Dans une décision qui semble plus motivée par des intérêts politiques que par une réelle quête de vérité, le bureau du Ministère public du canton du Valais a rejeté la demande de Me Garen Ucari, avocat de la famille d’une victime, pour la désignation d’un procureur extraordinaire. Cette décision, annoncée le 15 avril, est une gifle pour ceux qui espéraient une enquête indépendante et rigoureuse.

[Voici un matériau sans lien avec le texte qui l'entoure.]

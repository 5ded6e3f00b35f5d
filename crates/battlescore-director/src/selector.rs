//! Track selection — turns encounter shape into a catalog query and picks
//! one candidate.

use std::sync::{Arc, Mutex, PoisonError};
use std::time::Duration;

use battlescore_core::error::{DirectorError, ProviderError};
use battlescore_core::provider::AudioProvider;
use battlescore_core::rng::DeterministicRng;
use battlescore_core::track::Track;

use crate::state::BattleKind;

/// Result-set cap for battle-music searches.
const BATTLE_SEARCH_LIMIT: usize = 10;
/// Victory stingers use a narrower pool and take the top-ranked result.
const VICTORY_SEARCH_LIMIT: usize = 5;
/// Bounded wait imposed on catalog searches.
const SEARCH_TIMEOUT: Duration = Duration::from_secs(10);

/// Catalog query for an encounter. Pure rule table: boss phases escalate
/// from build-up to final theme; normal encounters follow their context
/// tag.
#[must_use]
pub fn battle_query(kind: BattleKind, phase: u8, context: &str) -> &'static str {
    match kind {
        BattleKind::Boss => match phase {
            0 | 1 => "tense orchestral build up boss battle",
            2 => "intense battle theme",
            _ => "epic final boss theme",
        },
        BattleKind::Normal | BattleKind::None => match context {
            "minor" => "light skirmish battle music",
            "elite" => "elite enemy battle theme",
            "ambush" => "ambush combat music",
            _ => "epic orchestral battle",
        },
    }
}

/// Catalog query played once an encounter ends.
#[must_use]
pub fn victory_query(was_boss: bool) -> &'static str {
    if was_boss {
        "victory fanfare orchestral"
    } else {
        "victory theme"
    }
}

/// Picks battle and victory tracks from the audio provider's catalog.
pub struct TrackSelector {
    provider: Arc<dyn AudioProvider>,
    rng: Arc<Mutex<dyn DeterministicRng + Send>>,
}

impl TrackSelector {
    /// Create a selector over `provider`, picking candidates with `rng`.
    #[must_use]
    pub fn new(provider: Arc<dyn AudioProvider>, rng: Arc<Mutex<dyn DeterministicRng + Send>>) -> Self {
        Self { provider, rng }
    }

    async fn search(&self, query: &str, limit: usize) -> Result<Vec<Track>, DirectorError> {
        let results = tokio::time::timeout(SEARCH_TIMEOUT, self.provider.search(query, limit))
            .await
            .map_err(|_| ProviderError::Timeout)??;
        Ok(results)
    }

    /// Select a track for the given encounter shape, uniformly at random
    /// among the top candidates so repeated encounters do not sound
    /// identical.
    ///
    /// # Errors
    ///
    /// `NoCandidateTrack` when the search comes back empty; provider
    /// failures surface as `Provider`.
    pub async fn select_battle_track(
        &self,
        kind: BattleKind,
        phase: u8,
        context: &str,
    ) -> Result<Track, DirectorError> {
        let query = battle_query(kind, phase, context);
        let mut candidates = self.search(query, BATTLE_SEARCH_LIMIT).await?;
        if candidates.is_empty() {
            return Err(DirectorError::NoCandidateTrack {
                query: query.to_owned(),
            });
        }
        let last = u32::try_from(candidates.len() - 1).unwrap_or(u32::MAX);
        let index = {
            let mut rng = self.rng.lock().unwrap_or_else(PoisonError::into_inner);
            rng.next_u32_range(0, last) as usize
        };
        Ok(candidates.swap_remove(index.min(candidates.len() - 1)))
    }

    /// Select a victory sting. Rank-1 preferred: the top result of a
    /// narrow search, fanfare-flavored after a boss fight.
    ///
    /// # Errors
    ///
    /// `NoCandidateTrack` when the search comes back empty; provider
    /// failures surface as `Provider`.
    pub async fn select_victory_track(&self, was_boss: bool) -> Result<Track, DirectorError> {
        let query = victory_query(was_boss);
        let mut candidates = self.search(query, VICTORY_SEARCH_LIMIT).await?;
        if candidates.is_empty() {
            return Err(DirectorError::NoCandidateTrack {
                query: query.to_owned(),
            });
        }
        Ok(candidates.swap_remove(0))
    }
}
//! Background jobs run alongside the request loop.

use std::sync::Arc;
use std::time::Duration;

use battlescore_core::provider::AudioProvider;
use tokio::task::JoinHandle;
use tracing::{info, warn};

/// Periodically refresh the audio provider credential, starting with an
/// immediate refresh. Runs for the life of the process, decoupled from
/// request handling; a failed refresh is logged and retried on the next
/// tick.
pub fn spawn_credential_refresh(
    provider: Arc<dyn AudioProvider>,
    period: Duration,
) -> JoinHandle<()> {
    tokio::spawn(async move {
        let mut ticker = tokio::time::interval(period);
        loop {
            ticker.tick().await;
            match provider.refresh_credential().await {
                Ok(()) => info!("audio provider credential refreshed"),
                Err(err) => warn!(error = %err, "credential refresh failed"),
            }
        }
    })
}
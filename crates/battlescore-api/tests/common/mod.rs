//! Shared test helpers for API integration tests.
#![allow(dead_code)]

use std::sync::{Arc, Mutex};

use axum::Router;
use axum::body::Body;
use axum::http::{Request, StatusCode};
use battlescore_core::clock::Clock;
use battlescore_core::provider::{AudioProvider, TtsProvider};
use battlescore_core::rng::DeterministicRng;
use battlescore_director::director::BattleDirector;
use battlescore_test_support::{FixedClock, MockRng, RecordingAudioProvider, RecordingTtsProvider, sample_tracks};
use battlescore_voice::registry::VoiceRegistry;
use http_body_util::BodyExt;
use tower::ServiceExt;

use battlescore_api::routes;
use battlescore_api::state::AppState;

/// Fixed timestamp used across all integration tests.
fn fixed_clock() -> Arc<dyn Clock> {
    Arc::new(FixedClock(
        chrono::TimeZone::with_ymd_and_hms(&chrono::Utc, 2026, 3, 1, 20, 0, 0).unwrap(),
    ))
}

/// Build the full app router over the given providers with a
/// deterministic clock and RNG. Uses the same route structure as
/// `main.rs`.
pub fn build_test_app_with(audio: Arc<dyn AudioProvider>, tts: Arc<dyn TtsProvider>) -> Router {
    let rng: Arc<Mutex<dyn DeterministicRng + Send>> = Arc::new(Mutex::new(MockRng));
    let director = Arc::new(BattleDirector::new(audio, fixed_clock(), rng, 4));
    let app_state = AppState::new(director, Arc::new(VoiceRegistry::builtin()), tts);
    routes::app(app_state)
}

/// Build the full app router over a recording audio provider seeded with
/// five tracks, returning the provider for call assertions.
pub fn build_test_app() -> (Router, Arc<RecordingAudioProvider>, Arc<RecordingTtsProvider>) {
    let audio = Arc::new(RecordingAudioProvider::new().with_tracks(sample_tracks(5)));
    let tts = Arc::new(RecordingTtsProvider::new());
    let app = build_test_app_with(
        Arc::clone(&audio) as Arc<dyn AudioProvider>,
        Arc::clone(&tts) as Arc<dyn TtsProvider>,
    );
    (app, audio, tts)
}

/// Send a POST request with a JSON body and return the status and JSON
/// response.
pub async fn post_json(
    app: Router,
    uri: &str,
    body: &serde_json::Value,
) -> (StatusCode, serde_json::Value) {
    let request = Request::builder()
        .method("POST")
        .uri(uri)
        .header("content-type", "application/json")
        .body(Body::from(serde_json::to_vec(body).unwrap()))
        .unwrap();

    let response = app.oneshot(request).await.unwrap();
    let status = response.status();
    let body_bytes = response.into_body().collect().await.unwrap().to_bytes();
    // Rejections produced by axum itself (e.g. 422 for missing fields)
    // carry plain-text bodies; fall back to Null for those.
    let json: serde_json::Value =
        serde_json::from_slice(&body_bytes).unwrap_or(serde_json::Value::Null);

    (status, json)
}

/// Send a POST request and return the status and raw body bytes.
pub async fn post_raw(
    app: Router,
    uri: &str,
    body: &serde_json::Value,
) -> (StatusCode, Option<String>, Vec<u8>) {
    let request = Request::builder()
        .method("POST")
        .uri(uri)
        .header("content-type", "application/json")
        .body(Body::from(serde_json::to_vec(body).unwrap()))
        .unwrap();

    let response = app.oneshot(request).await.unwrap();
    let status = response.status();
    let content_type = response
        .headers()
        .get("content-type")
        .and_then(|v| v.to_str().ok())
        .map(str::to_owned);
    let body_bytes = response.into_body().collect().await.unwrap().to_bytes();

    (status, content_type, body_bytes.to_vec())
}

/// Send a GET request and return the status and JSON response.
pub async fn get_json(app: Router, uri: &str) -> (StatusCode, serde_json::Value) {
    let request = Request::builder()
        .method("GET")
        .uri(uri)
        .body(Body::empty())
        .unwrap();

    let response = app.oneshot(request).await.unwrap();
    let status = response.status();
    let body_bytes = response.into_body().collect().await.unwrap().to_bytes();
    let json: serde_json::Value = serde_json::from_slice(&body_bytes).unwrap();

    (status, json)
}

Ce qui se passe réellement
Le 9 février 2026, Me Ucari avait plaidé pour que des procureurs extérieurs au Valais prennent en charge cette affaire, soulignant son caractère exceptionnel et son retentissement médiatique. Pourtant, le bureau du Ministère public, se basant sur une prétendue capacité à traiter cette affaire en interne, a balayé d’un revers de main toute notion d’indépendance. « Nous avons les moyens », affirment-ils, mais qui peut vraiment en être convaincu ? La confiance dans un corps judiciaire qui pourrait être influencé par des liens politiques est-elle encore valable ?
Pourquoi ça dérange
Ce refus ne fait que renforcer les doutes sur l’objectivité et l’intégrité des enquêtes menées par le Valais. En rejetant une demande qui aurait pu apporter une perspective extérieure et peut-être plus impartiale, le Ministère public semble plus préoccupé par la préservation de son image que par la recherche de la vérité. La décision de ne pas nommer de procureur extraordinaire soulève des questions sur les véritables motivations des autorités : qui protège qui dans cette affaire ?
Ce que ça révèle
Ce cas met en lumière les dysfonctionnements d’un système judiciaire qui, sous couvert de compétence et de ressources, semble se montrer incapable de traiter des affaires d’une telle gravité sans l’ombre d’une influence politique. La réalité est que cette décision pourrait bien être le reflet d’une volonté de protéger des élus et des employés de l’administration cantonale, plutôt que de fournir justice aux victimes. Ne serait-il pas temps de réserver un traitement équitable pour tous, indépendamment des intérêts en jeu ?
Lecture satirique
Dans un monde où la transparence est souvent un mot à la mode, le Valais nous rappelle que la réalité peut être tout autre. Les autorités semblent jouer à un jeu de chaises musicales, où chaque décision vise à maintenir l’illusion d’un système juste et impartial. La farce est d’autant plus cruelle lorsque l’on considère les victimes et leurs familles, qui se retrouvent à la merci d’un système qui prétend les protéger tout en les abandonnant.
À quoi s’attendre
La situation ne fera que s’aggraver si les autorités continuent de fermer les yeux sur les véritables enjeux de cette affaire. La décision de la Chambre pénale du Tribunal cantonal de rejeter les demandes de récusation des magistrates en charge de l’affaire n’est qu’un autre coup porté à la crédibilité d’un système déjà vacillant. Les citoyens doivent comparer les discours des autorités avec les actions réelles, car la justice ne devrait jamais être un luxe réservé à quelques-uns. En attendant, pourquoi ne pas réserver un voyage pour échapper à ce spectacle désolant ? Anticiper les coûts et éviter les frais d’un système qui semble se moquer de ses citoyens pourrait être la meilleure option.